All right. I'll use this space to think about padding and margins. I'm not sure if I can take your implementation of it as is since this will be done on a platform dependent level but.

Windows
Guidelines. Note that these are in dialog units; conversion between dialog units and pixels is done in prefsize_windows.go.

  • 4 dialog units between controls
  • There's a suggestion of 7 dialog units between unrelated controls. I don't know if I can do that without having to ask programmers what constitute related and unrelated controls. Group boxes could help here, but they have their own margining rules.
  • 7 dialog units of margin on all sides

The killer here is "7 dialog units of margin on all sides". I'm going to guess that the dialog unit conversion will have to be done on the window, and then copied down to each individual control. Not a problem on the backend side (this is what hte implementation does, so =P ), but will require more parameter shuffilng than I just did.

GTK+
Guidelines. Page 2.

  • 12 pixels of window margin
  • 12 pixels horizontally and 6 pixels (I'm guessing based on other information) vertically between controls
  • 18 pixels between unrelated controls; see above
  • 6 pixels between icons and labels (will become important if and when I add icons)

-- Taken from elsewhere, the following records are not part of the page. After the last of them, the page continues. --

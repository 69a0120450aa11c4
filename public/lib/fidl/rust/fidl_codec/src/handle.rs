// Copyright 2019 The Fuchsia Authors. All rights reserved.
// Use of this source code is governed by a BSD-style license that can be
// found in the LICENSE file.

//! A portable representation of handle-like objects for fidl.
//!
//! The codec only sequences handles: it moves them between values and the
//! out-of-band handle table in discovery order. Duplicating, transferring and
//! closing the underlying kernel objects belongs to the platform, so `Handle`
//! never closes anything when it is dropped.

use std::mem;

/// The raw value of a handle, as it appears in a channel's handle table.
pub type RawHandle = u32;

/// The raw value of the invalid handle.
pub const INVALID_RAW_HANDLE: RawHandle = 0;

/// Representation of a handle-like object
#[derive(PartialEq, Eq, Debug, Hash)]
pub struct Handle(RawHandle);

impl Handle {
    /// Return an invalid handle
    pub fn invalid() -> Handle {
        Handle(INVALID_RAW_HANDLE)
    }

    /// Wraps a raw handle value. The caller gives up ownership of `raw`.
    pub fn from_raw(raw: RawHandle) -> Handle {
        Handle(raw)
    }

    /// Return true if this handle is invalid
    pub fn is_invalid(&self) -> bool {
        self.0 == INVALID_RAW_HANDLE
    }

    /// The raw value of the handle.
    pub fn raw_handle(&self) -> RawHandle {
        self.0
    }

    /// Gives up ownership of the handle, returning its raw value.
    pub fn into_raw(self) -> RawHandle {
        self.0
    }
}

impl Default for Handle {
    fn default() -> Self {
        Handle::invalid()
    }
}

/// Moves the handle out of `handle`, leaving the invalid handle in its place.
pub fn take_handle(handle: &mut Handle) -> Handle {
    mem::replace(handle, Handle::invalid())
}

/// An encoded message: a byte buffer and its handle table.
///
/// A `MessageBuf` is essentially a byte buffer and a vector of
/// handles, but move semantics for "taking" handles requires special handling.
#[derive(Debug, Default)]
pub struct MessageBuf {
    bytes: Vec<u8>,
    handles: Vec<Handle>,
}

impl MessageBuf {
    /// Create a new, empty, message buffer.
    pub fn new() -> Self {
        Default::default()
    }

    /// Create a new non-empty message buffer.
    pub fn new_with(v: Vec<u8>, h: Vec<Handle>) -> Self {
        Self { bytes: v, handles: h }
    }

    /// Splits apart the message buf into a vector of bytes and a vector of handles.
    pub fn split_mut(&mut self) -> (&mut Vec<u8>, &mut Vec<Handle>) {
        (&mut self.bytes, &mut self.handles)
    }

    /// Splits apart the message buf into a vector of bytes and a vector of handles.
    pub fn split(self) -> (Vec<u8>, Vec<Handle>) {
        (self.bytes, self.handles)
    }

    /// Get a reference to the bytes of the message buffer, as a `&[u8]` slice.
    pub fn bytes(&self) -> &[u8] {
        self.bytes.as_slice()
    }

    /// The number of handles in the message buffer. Note this counts the number
    /// available when the message was received; `take_handle` does not affect
    /// the count.
    pub fn n_handles(&self) -> usize {
        self.handles.len()
    }

    /// Take the handle at the specified index from the message buffer. If the
    /// method is called again with the same index, it will return `None`, as
    /// will happen if the index exceeds the number of handles available.
    pub fn take_handle(&mut self, index: usize) -> Option<Handle> {
        self.handles
            .get_mut(index)
            .and_then(|handle| if handle.is_invalid() { None } else { Some(take_handle(handle)) })
    }

    /// Clear the bytes and handles contained in the buf.
    ///
    /// Handles are forgotten, not closed; the caller must have disposed of them.
    pub fn clear(&mut self) {
        self.bytes.clear();
        self.handles.clear();
    }
}
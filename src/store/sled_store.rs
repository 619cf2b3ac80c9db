//! sled-backed snapshot store.

use super::SnapshotStore;
use crate::error::StorageError;
use crate::tree::FileNode;
use async_trait::async_trait;
use std::path::Path;
use tracing::debug;

const FILES_TREE: &str = "files";
const METADATA_TREE: &str = "metadata";

/// Snapshot store on a local sled database with two trees, `files` and
/// `metadata`. Records are bincode-encoded, keyed by node id bytes.
pub struct SledSnapshotStore {
    _db: sled::Db,
    files: sled::Tree,
    metadata: sled::Tree,
}

impl SledSnapshotStore {
    /// Open (or create) the database at `path`.
    ///
    /// Failure here is fatal for the service: it is unusable without its
    /// durable store.
    pub fn open(path: &Path) -> Result<Self, StorageError> {
        let db = sled::open(path)?;
        let files = db.open_tree(FILES_TREE)?;
        let metadata = db.open_tree(METADATA_TREE)?;
        debug!(path = %path.display(), records = files.len(), "opened snapshot store");
        Ok(Self {
            _db: db,
            files,
            metadata,
        })
    }
}

#[async_trait]
impl SnapshotStore for SledSnapshotStore {
    async fn replace_all(&self, nodes: &[FileNode]) -> Result<(), StorageError> {
        self.files.clear()?;
        for node in nodes {
            let record = bincode::serialize(node)?;
            self.files.insert(node.id.as_bytes(), record)?;
        }
        self.files.flush_async().await?;
        debug!(records = nodes.len(), "snapshot written");
        Ok(())
    }

    async fn load_all(&self) -> Result<Vec<FileNode>, StorageError> {
        let mut nodes = Vec::with_capacity(self.files.len());
        for entry in self.files.iter() {
            let (_, value) = entry?;
            nodes.push(bincode::deserialize(&value)?);
        }
        Ok(nodes)
    }

    async fn put_meta(&self, key: &str, value: &str) -> Result<(), StorageError> {
        self.metadata.insert(key, value.as_bytes())?;
        self.metadata.flush_async().await?;
        Ok(())
    }

    async fn get_meta(&self, key: &str) -> Result<Option<String>, StorageError> {
        Ok(self
            .metadata
            .get(key)?
            .map(|v| String::from_utf8_lossy(&v).into_owned()))
    }
}

#[cfg(test)]
mod tests {
    use super::*;

    #[tokio::test]
    async fn test_replace_all_overwrites_previous_snapshot() {
        let dir = tempfile::tempdir().unwrap();
        let store = SledSnapshotStore::open(&dir.path().join("store")).unwrap();

        let first = vec![FileNode::file("/a.txt", "a".to_string())];
        store.replace_all(&first).await.unwrap();
        let second = vec![FileNode::file("/b.txt", "b".to_string())];
        store.replace_all(&second).await.unwrap();

        let loaded = store.load_all().await.unwrap();
        assert_eq!(loaded.len(), 1);
        assert_eq!(loaded[0].path, "/b.txt");
    }

    #[tokio::test]
    async fn test_records_survive_reopen() {
        let dir = tempfile::tempdir().unwrap();
        let path = dir.path().join("store");
        let node = FileNode::file("/keep.txt", "kept".to_string());
        let id = node.id;
        {
            let store = SledSnapshotStore::open(&path).unwrap();
            store.replace_all(&[node]).await.unwrap();
        }

        let store = SledSnapshotStore::open(&path).unwrap();
        let loaded = store.load_all().await.unwrap();
        assert_eq!(loaded.len(), 1);
        assert_eq!(loaded[0].id, id);
        assert_eq!(loaded[0].content.as_deref(), Some("kept"));
    }

    #[tokio::test]
    async fn test_metadata_round_trip() {
        let dir = tempfile::tempdir().unwrap();
        let store = SledSnapshotStore::open(&dir.path().join("store")).unwrap();

        assert_eq!(store.get_meta("format").await.unwrap(), None);
        store.put_meta("format", "1.0.0").await.unwrap();
        assert_eq!(
            store.get_meta("format").await.unwrap().as_deref(),
            Some("1.0.0")
        );
    }
}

Notice that GNOME suggests 6-pixel increments.

MAC OS X
This one's harder.

The Human Interface Guidelines say "Use the proper spacing between controls. When controls are spaced evenly in a window, the window is more attractive and easier for users to use. The layout guides in Interface Builder show you the recommended spacing between controls and between UI elements and window edges." In other words, since we're not using Interface Builder, we're screwed. If the spacing has /never/ changed and /will never change/, then we don't really have a problem, but...

There is Auto Layout, but again, the values to use are hidden from view; I would need to create Auto Layout constraints for everything and that'll be too much work to duplicate work I'm already doing!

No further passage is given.